On June 8, 2008, the congregation dedicated its new building at 1175 East 29th Avenue. At approximately 25000 sqft, the facility included a sanctuary, commercial kitchen, banquet facilities, and classrooms, and housed the synagogue, the Lane County Jewish Federation, and the local Jewish Family Service. The project ended up costing $6 million, of which $4 million had been raised.

Made of concrete, steel, and wood, the building achieved Leadership in Energy and Environmental Design compliance "through the integration of stormwater management strategies, high efficiency irrigation, the use of recycled and/or recyclable materials, and drought tolerant plantings." Completely recyclable materials used in the structure included carpeting and wood beams.

==Recent events==
In 2008, Temple Beth Israel participated in Banners Across America, an "interfaith witness against torture coordinated by the National Religious Campaign Against Torture," as part of the Jewish Campaign Against Torture. Organized by Rabbis for Human Rights—North America in honor of Torture Awareness Month, the Jewish campaign included over 25 synagogues which hung banners protesting "the use of abusive interrogation techniques by the American military and intelligence community". That year, congregational membership reached almost 400 families, and the Talmud Torah and pre-school had about 200 and 40 students respectively.

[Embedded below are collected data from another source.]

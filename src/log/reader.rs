//! Log Reader
//!
//! Lazily replays records from the start of the log file.

use std::fs::File;
use std::io::{BufRead, BufReader, ErrorKind};
use std::path::Path;

use crate::error::{QuillError, Result};

use super::record::{LogRecord, TERMINATOR};

/// Summary of a replay pass
#[derive(Debug, Clone, Default, PartialEq, Eq)]
pub struct ReplayStats {
    /// Records yielded in file order
    pub records_replayed: u64,

    /// Length of the well-formed prefix; appends resume here
    pub valid_len: u64,

    /// Bytes of a torn or malformed final record that were skipped
    pub discarded_tail_bytes: u64,
}

/// Reads records from the log file, oldest first.
///
/// Yields `Err(LogCorruption)` once and then stops if a record that is not
/// the last one fails to decode. A last record that is unterminated or
/// malformed is silently skipped and reported in [`ReplayStats`].
pub struct LogReader {
    /// `None` when the file does not exist yet
    reader: Option<BufReader<File>>,

    /// Byte offset of the next unread line
    offset: u64,

    /// Number of lines consumed so far
    line: u64,

    /// Reusable line buffer
    buf: Vec<u8>,

    stats: ReplayStats,

    done: bool,
}

impl LogReader {
    /// Open the log for replay from the beginning.
    ///
    /// A missing file replays as an empty log.
    pub fn open(path: &Path) -> Result<Self> {
        let reader = match File::open(path) {
            Ok(file) => Some(BufReader::new(file)),
            Err(e) if e.kind() == ErrorKind::NotFound => None,
            Err(e) => return Err(e.into()),
        };

        Ok(Self {
            reader,
            offset: 0,
            line: 0,
            buf: Vec::new(),
            stats: ReplayStats::default(),
            done: false,
        })
    }

    /// Statistics gathered so far
    pub fn stats(&self) -> &ReplayStats {
        &self.stats
    }

    /// Consume the reader and return its statistics
    pub fn finish(self) -> ReplayStats {
        self.stats
    }

    /// Read the next raw line into `self.buf`, terminator included.
    ///
    /// Returns the number of bytes read, 0 at end of file.
    fn read_line(&mut self) -> std::io::Result<usize> {
        self.buf.clear();
        let n = match self.reader.as_mut() {
            Some(reader) => reader.read_until(TERMINATOR, &mut self.buf)?,
            None => 0,
        };
        self.offset += n as u64;
        if n > 0 {
            self.line += 1;
        }
        Ok(n)
    }

    /// True when nothing but blank lines follows the current position
    fn only_blank_lines_remain(&mut self) -> std::io::Result<bool> {
        loop {
            match self.read_line()? {
                0 => return Ok(true),
                n if self.buf[n - 1] == TERMINATOR && line_body(&self.buf).is_empty() => continue,
                _ => return Ok(false),
            }
        }
    }

    /// Skip everything after the well-formed prefix and stop
    fn discard_tail(&mut self, reason: &str) {
        self.stats.discarded_tail_bytes = self.offset - self.stats.valid_len;
        self.done = true;
        tracing::warn!(
            line = self.line,
            offset = self.stats.valid_len,
            bytes = self.stats.discarded_tail_bytes,
            reason,
            "Discarding incomplete final log record"
        );
    }

    fn fail<T>(&mut self, e: QuillError) -> Option<Result<T>> {
        self.done = true;
        Some(Err(e))
    }
}

impl Iterator for LogReader {
    type Item = Result<LogRecord>;

    fn next(&mut self) -> Option<Self::Item> {
        if self.done {
            return None;
        }

        loop {
            let start = self.offset;
            let n = match self.read_line() {
                Ok(n) => n,
                Err(e) => return self.fail(e.into()),
            };

            if n == 0 {
                self.done = true;
                return None;
            }

            if self.buf[n - 1] != TERMINATOR {
                self.discard_tail("missing terminator");
                return None;
            }

            let body = line_body(&self.buf);
            if body.is_empty() {
                // Blank line
                self.stats.valid_len = self.offset;
                continue;
            }

            match LogRecord::decode(body) {
                Ok(record) => {
                    self.stats.records_replayed += 1;
                    self.stats.valid_len = self.offset;
                    return Some(Ok(record));
                }
                Err(reason) => {
                    let line = self.line;
                    match self.only_blank_lines_remain() {
                        Ok(true) => {
                            self.discard_tail(&reason.to_string());
                            return None;
                        }
                        Ok(false) => {
                            return self.fail(QuillError::LogCorruption {
                                line,
                                offset: start,
                                reason: reason.to_string(),
                            });
                        }
                        Err(e) => return self.fail(e.into()),
                    }
                }
            }
        }
    }
}

impl std::iter::FusedIterator for LogReader {}

/// A terminated line without its `\n` or `\r\n` ending.
///
/// Writers escape carriage returns, so a raw `\r` before the terminator can
/// only come from a CRLF line ending.
fn line_body(line: &[u8]) -> &[u8] {
    let line = line.strip_suffix(&[TERMINATOR]).unwrap_or(line);
    line.strip_suffix(b"\r").unwrap_or(line)
}
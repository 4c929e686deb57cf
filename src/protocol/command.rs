//! Command definitions
//!
//! Represents commands read from the shell.

/// Command types
#[derive(Debug, Clone, Copy, PartialEq, Eq)]
pub enum CommandType {
    Set,
    Get,
    Exit,
}

impl CommandType {
    /// Match a command name, ignoring ASCII case
    pub fn from_name(name: &str) -> Option<Self> {
        if name.eq_ignore_ascii_case("SET") {
            Some(CommandType::Set)
        } else if name.eq_ignore_ascii_case("GET") {
            Some(CommandType::Get)
        } else if name.eq_ignore_ascii_case("EXIT") {
            Some(CommandType::Exit)
        } else {
            None
        }
    }

    /// Usage line shown when the argument count is wrong
    pub fn usage(self) -> &'static str {
        match self {
            CommandType::Set => "SET <key> <value>",
            CommandType::Get => "GET <key>",
            CommandType::Exit => "EXIT",
        }
    }
}

/// A parsed command
#[derive(Debug, Clone, PartialEq, Eq)]
pub enum Command {
    /// Store a value under a key
    Set { key: String, value: String },

    /// Look up a key
    Get { key: String },

    /// End the session
    Exit,
}

impl Command {
    /// Get the command type
    pub fn command_type(&self) -> CommandType {
        match self {
            Command::Set { .. } => CommandType::Set,
            Command::Get { .. } => CommandType::Get,
            Command::Exit => CommandType::Exit,
        }
    }
}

The congregation sold the old synagogue building on Portland Street to Security First (Portland Street) Child Development Center for $815,000 in 2009, carrying the Center's financing. The building was converted for use as an educational center, while retaining some of the original architectural elements. Difficult economic conditions forced the Child Development Center to give up the building in 2011, and Eugene's Network Charter School planned to move into it in autumn 2011.

Harris announced he would be stepping down as rabbi in 2011, and the synagogue hired Boris Dolin as his successor. Born and raised in Oregon, Dolin had worked at Temple Beth Israel as a teacher and youth group adviser from 1999 to 2001. A graduate of the University of Oregon, with a master's degree in Jewish Education from the Jewish Theological Seminary, he was ordained by the Reconstructionist Rabbinical College.

Temple Beth Israel is the largest synagogue in Eugene. It is a member of the Community of Welcoming Congregations, "an Oregon and SW Washington interfaith ministry and advocacy organization working toward full inclusion and equality for transgender, lesbian, bisexual, gay and questioning persons." The Rabbi is Rabbi Ruhi Sophia Motzkin Rubenstein.